Author : Nancy Brooks
Publisher : Oxford University Press
Page : 1027 pages
File Size : 17,13 MB
Release : 2012-01-12
Category : Business & Economics
ISBN : 0195380622
This volume embodies a problem-driven and theoretically informed approach to bridging frontier research in urban economics and urban/regional planning. The authors focus on the interface between these two subdisciplines that have historically had an uneasy relationship. Although economists were among the early contributors to the literature on urban planning, many economists have been dismissive of a discipline whose leading scholars frequently favor regulations over market institutions, equity over efficiency, and normative prescriptions over positive analysis. Planners, meanwhile, even as they draw upon economic principles, often view the work of economists as abstract, not sensitive to institutional contexts, and communicated in a formal language spoken by few with decision making authority. Not surprisingly, papers in the leading economic journals rarely cite clearly pertinent papers in planning journals, and vice versa.

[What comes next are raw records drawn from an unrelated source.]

//! Strategy engine: expected value, offer pricing, and the negotiation
//! adapter that sits between the contract view and the pricing core.

pub mod expected_value;
pub mod offer;
pub mod sampler;

use rust_decimal::Decimal;
use serde::Serialize;
use tracing::{info, warn};

use crate::chain::units;
use crate::types::{GameView, HouseError, HouseProposal, ProposalAnalysis};
use expected_value::cells_for_round;
use offer::{analyze_proposal, get_minimum_offer, is_reasonable_offer, NegotiationConfig, OfferGenerator};
use sampler::{EntropySampler, OfferSampler};

// ---------------------------------------------------------------------------
// Decision
// ---------------------------------------------------------------------------

/// A priced offer plus everything the relay needs to submit it.
#[derive(Debug, Clone, Serialize)]
#[serde(rename_all = "camelCase")]
pub struct NegotiationDecision {
    pub round: u32,
    pub current_payout: Decimal,
    pub proposal: HouseProposal,
    /// Result of the advisory floor check.
    pub reasonable: bool,
    pub analysis: ProposalAnalysis,
    /// Offer in micro-USDC, as it will be sent on-chain.
    #[serde(serialize_with = "serialize_u128_as_string")]
    pub offer_fixed_point: u128,
}

fn serialize_u128_as_string<S: serde::Serializer>(v: &u128, s: S) -> Result<S::Ok, S::Error> {
    s.serialize_str(&v.to_string())
}

// ---------------------------------------------------------------------------
// Negotiator
// ---------------------------------------------------------------------------

/// Turns a game checkpoint into a submit-ready house offer.
///
/// The floor check (`is_reasonable_offer`) is logged but never blocks an
/// offer; the pricing bands are the policy.
pub struct HouseNegotiator {
    generator: OfferGenerator<Box<dyn OfferSampler>>,
}

impl HouseNegotiator {
    pub fn new(generator: OfferGenerator<Box<dyn OfferSampler>>) -> Self {
        Self { generator }
    }

    /// Negotiator with the production entropy source.
    pub fn with_config(config: NegotiationConfig) -> Self {
        Self::with_sampler(config, EntropySampler)
    }

    pub fn with_sampler<S: OfferSampler + 'static>(config: NegotiationConfig, sampler: S) -> Self {
        let sampler: Box<dyn OfferSampler> = Box::new(sampler);
        Self::new(OfferGenerator::new(config, sampler))
    }

    pub fn config(&self) -> &NegotiationConfig {
        self.generator.config()
    }

    /// Price an offer after `round` (1–3) has been revealed.
    pub fn propose_for_round(
        &self,
        current_payout: Decimal,
        round: u32,
    ) -> Result<NegotiationDecision, HouseError> {
        let cells = cells_for_round(round)?;
        let proposal = self.generator.generate(current_payout, cells)?;
        let reasonable = is_reasonable_offer(proposal.offer, current_payout, round);
        let analysis = analyze_proposal(&proposal);
        let offer_fixed_point = units::to_fixed_point(proposal.offer)?;

        if reasonable {
            info!(
                round,
                payout = %format!("${:.2}", current_payout),
                offer = %format!("${:.2}", proposal.offer),
                strategy = %proposal.strategy,
                "House offer proposed"
            );
        } else {
            warn!(
                round,
                payout = %format!("${:.2}", current_payout),
                offer = %format!("${:.2}", proposal.offer),
                floor = %format!("${:.2}", get_minimum_offer(round)),
                strategy = %proposal.strategy,
                "House offer below sanity floor"
            );
        }

        Ok(NegotiationDecision {
            round,
            current_payout,
            proposal,
            reasonable,
            analysis,
            offer_fixed_point,
        })
    }

    /// Price an offer for a game currently in a negotiation window.
    pub fn propose_for_game(&self, game: &GameView) -> Result<NegotiationDecision, HouseError> {
        let progress = game.progress()?;
        self.propose_for_round(progress.current_payout, progress.round())
    }
}

// ---------------------------------------------------------------------------
// Tests
// ---------------------------------------------------------------------------
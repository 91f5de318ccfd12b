//! USDC fixed-point conversion.
//!
//! The contract stores amounts as integers scaled by 10^6. Pricing works in
//! decimal USDC; this is the only place the two meet.

use rust_decimal::prelude::*;

use crate::types::HouseError;

pub const USDC_DECIMALS: u32 = 6;
pub const USDC_SCALE: u128 = 1_000_000;

/// Fixed-point micro-USDC to decimal USDC (exact).
///
/// Saturates at `Decimal::MAX` above 2^96 micro-units.
pub fn from_fixed_point(raw: u128) -> Decimal {
    i128::try_from(raw)
        .ok()
        .and_then(|v| Decimal::try_from_i128_with_scale(v, USDC_DECIMALS).ok())
        .map(|d| d.normalize())
        .unwrap_or(Decimal::MAX)
}

/// Decimal USDC to fixed-point micro-USDC, flooring sub-micro remainders.
pub fn to_fixed_point(amount: Decimal) -> Result<u128, HouseError> {
    if amount.is_sign_negative() && !amount.is_zero() {
        return Err(HouseError::InvalidAmount(format!(
            "negative amount cannot cross the chain boundary: {amount}"
        )));
    }
    let scaled = (amount * Decimal::from(USDC_SCALE)).floor();
    scaled
        .to_u128()
        .ok_or_else(|| HouseError::InvalidAmount(format!("amount out of range: {amount}")))
}

/// Two-decimal display string for a fixed-point amount.
pub fn format_usdc(raw: u128) -> String {
    format!("{:.2}", from_fixed_point(raw))
}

Despite the historical divergence in perspectives and methods, urban economics and urban planning share an intense interest in many topic areas: the nature of cities, the prosperity of urban economies, the efficient provision of urban services, efficient systems of transportation, and the proper allocation of land between urban and environmental uses. In bridging this gap, the book highlights the best scholarship in planning and economics that address the most pressing urban problems of our day and stimulates further dialog between scholars in urban planning and urban economics.
Author : Guido Carandini
Publisher : Lulu.com
Page : 228 pages
File Size : 43,61 MB
Release :
Category :
ISBN : 1470951592
Author : Timothy J. Bartik
Publisher : W.E. Upjohn Institute
Page : 180 pages
File Size : 31,91 MB
Release : 2019-10-15
Category : Political Science
ISBN : 0880996684
Bartik provides a clear and concise overview of how state and local governments employ economic development incentives in order to lure companies to set up shop—and provide new jobs—in needy local labor markets. He shows that many such incentive offers are wasteful and he provides guidance, based on decades of research, on how to improve these programs.